For each line of the data below that holds "otherwise", copy the line.

#### Records provided:
::::::::

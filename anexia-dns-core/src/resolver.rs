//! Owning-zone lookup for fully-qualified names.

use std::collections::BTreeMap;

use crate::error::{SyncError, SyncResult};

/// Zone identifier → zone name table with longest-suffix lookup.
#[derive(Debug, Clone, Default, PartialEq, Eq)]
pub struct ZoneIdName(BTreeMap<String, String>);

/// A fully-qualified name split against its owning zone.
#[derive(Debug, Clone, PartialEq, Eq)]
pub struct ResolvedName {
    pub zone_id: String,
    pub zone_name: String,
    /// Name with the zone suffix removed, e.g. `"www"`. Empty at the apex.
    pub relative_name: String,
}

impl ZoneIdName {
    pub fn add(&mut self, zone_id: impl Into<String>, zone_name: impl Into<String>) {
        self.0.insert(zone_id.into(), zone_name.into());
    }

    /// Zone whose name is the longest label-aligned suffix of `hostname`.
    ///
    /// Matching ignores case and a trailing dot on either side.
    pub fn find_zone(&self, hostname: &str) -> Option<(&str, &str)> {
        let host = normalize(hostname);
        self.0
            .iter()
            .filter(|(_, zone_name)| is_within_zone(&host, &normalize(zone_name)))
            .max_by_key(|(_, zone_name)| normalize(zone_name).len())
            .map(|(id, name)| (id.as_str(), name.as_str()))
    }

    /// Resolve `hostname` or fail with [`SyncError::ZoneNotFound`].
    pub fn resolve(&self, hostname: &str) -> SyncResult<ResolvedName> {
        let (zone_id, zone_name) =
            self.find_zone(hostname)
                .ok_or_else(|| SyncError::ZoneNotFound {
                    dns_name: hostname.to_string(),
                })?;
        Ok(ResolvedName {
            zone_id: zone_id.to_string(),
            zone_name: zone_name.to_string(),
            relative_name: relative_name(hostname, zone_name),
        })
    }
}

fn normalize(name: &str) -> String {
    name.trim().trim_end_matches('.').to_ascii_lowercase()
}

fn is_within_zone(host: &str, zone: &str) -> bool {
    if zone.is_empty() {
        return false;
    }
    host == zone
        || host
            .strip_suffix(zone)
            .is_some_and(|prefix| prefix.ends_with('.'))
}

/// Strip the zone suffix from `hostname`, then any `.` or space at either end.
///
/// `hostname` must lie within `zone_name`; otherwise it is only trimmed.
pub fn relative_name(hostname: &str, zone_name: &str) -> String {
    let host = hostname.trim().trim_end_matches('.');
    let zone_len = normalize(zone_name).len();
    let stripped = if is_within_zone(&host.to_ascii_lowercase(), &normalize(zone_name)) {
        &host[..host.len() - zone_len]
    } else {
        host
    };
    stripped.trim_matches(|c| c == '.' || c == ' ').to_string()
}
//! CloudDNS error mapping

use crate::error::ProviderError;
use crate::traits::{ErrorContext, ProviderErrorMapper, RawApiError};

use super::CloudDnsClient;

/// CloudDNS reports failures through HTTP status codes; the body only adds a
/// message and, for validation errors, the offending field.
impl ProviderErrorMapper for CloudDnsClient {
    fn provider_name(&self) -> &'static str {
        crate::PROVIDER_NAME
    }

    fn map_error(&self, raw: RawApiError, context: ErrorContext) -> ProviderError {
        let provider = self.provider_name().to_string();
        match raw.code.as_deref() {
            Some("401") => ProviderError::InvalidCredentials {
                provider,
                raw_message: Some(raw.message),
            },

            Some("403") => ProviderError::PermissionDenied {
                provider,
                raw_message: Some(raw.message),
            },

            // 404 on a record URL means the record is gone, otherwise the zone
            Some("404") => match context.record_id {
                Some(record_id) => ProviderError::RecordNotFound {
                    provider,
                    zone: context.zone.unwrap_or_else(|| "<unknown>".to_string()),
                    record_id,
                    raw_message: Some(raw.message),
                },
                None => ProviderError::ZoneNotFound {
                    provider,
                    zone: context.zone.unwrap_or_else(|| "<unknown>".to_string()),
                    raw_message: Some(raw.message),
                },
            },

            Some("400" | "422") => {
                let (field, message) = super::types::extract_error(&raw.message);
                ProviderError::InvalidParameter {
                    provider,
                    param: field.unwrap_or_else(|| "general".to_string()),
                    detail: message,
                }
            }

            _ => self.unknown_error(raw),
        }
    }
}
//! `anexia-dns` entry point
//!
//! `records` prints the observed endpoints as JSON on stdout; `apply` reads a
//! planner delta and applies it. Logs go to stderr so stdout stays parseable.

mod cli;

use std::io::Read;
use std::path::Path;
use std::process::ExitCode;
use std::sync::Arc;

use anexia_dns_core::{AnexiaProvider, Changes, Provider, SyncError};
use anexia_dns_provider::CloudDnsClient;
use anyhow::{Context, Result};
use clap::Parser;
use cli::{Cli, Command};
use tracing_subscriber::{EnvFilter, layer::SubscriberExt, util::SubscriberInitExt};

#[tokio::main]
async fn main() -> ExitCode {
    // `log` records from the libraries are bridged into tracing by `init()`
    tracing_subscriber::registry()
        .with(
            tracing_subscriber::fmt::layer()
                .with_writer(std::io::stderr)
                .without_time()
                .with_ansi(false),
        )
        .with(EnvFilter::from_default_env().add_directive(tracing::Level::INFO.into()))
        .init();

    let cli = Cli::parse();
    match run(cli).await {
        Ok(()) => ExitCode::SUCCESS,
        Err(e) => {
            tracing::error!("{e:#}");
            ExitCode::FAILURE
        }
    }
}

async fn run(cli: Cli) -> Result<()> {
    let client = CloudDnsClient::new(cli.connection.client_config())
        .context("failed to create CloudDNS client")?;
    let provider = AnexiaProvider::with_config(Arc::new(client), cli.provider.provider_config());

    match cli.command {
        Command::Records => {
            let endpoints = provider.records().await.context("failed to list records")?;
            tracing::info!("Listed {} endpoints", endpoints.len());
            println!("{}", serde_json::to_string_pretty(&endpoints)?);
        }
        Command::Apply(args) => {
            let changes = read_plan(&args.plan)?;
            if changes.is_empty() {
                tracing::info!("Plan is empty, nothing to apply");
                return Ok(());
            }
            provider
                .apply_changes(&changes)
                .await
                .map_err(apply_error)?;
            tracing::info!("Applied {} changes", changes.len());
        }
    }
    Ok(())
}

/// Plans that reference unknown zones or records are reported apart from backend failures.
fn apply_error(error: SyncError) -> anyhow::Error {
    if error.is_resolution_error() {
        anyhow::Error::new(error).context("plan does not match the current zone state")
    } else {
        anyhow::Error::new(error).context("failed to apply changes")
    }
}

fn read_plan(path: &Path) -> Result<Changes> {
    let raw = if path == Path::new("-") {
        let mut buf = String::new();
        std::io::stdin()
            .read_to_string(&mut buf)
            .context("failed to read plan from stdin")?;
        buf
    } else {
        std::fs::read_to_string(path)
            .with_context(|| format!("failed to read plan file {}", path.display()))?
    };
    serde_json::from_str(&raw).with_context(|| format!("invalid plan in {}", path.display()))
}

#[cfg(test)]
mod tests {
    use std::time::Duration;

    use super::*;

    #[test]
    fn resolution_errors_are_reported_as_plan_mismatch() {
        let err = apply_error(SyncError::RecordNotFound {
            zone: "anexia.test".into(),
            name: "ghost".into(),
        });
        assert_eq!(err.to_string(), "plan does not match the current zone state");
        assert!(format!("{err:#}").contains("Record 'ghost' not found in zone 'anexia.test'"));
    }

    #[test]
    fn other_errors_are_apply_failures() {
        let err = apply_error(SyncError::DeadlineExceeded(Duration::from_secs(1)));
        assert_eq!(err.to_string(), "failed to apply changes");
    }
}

::::::::

#### Result for this exercise:
/// `hostname` must lie within `zone_name`; otherwise it is only trimmed.
            // 404 on a record URL means the record is gone, otherwise the zone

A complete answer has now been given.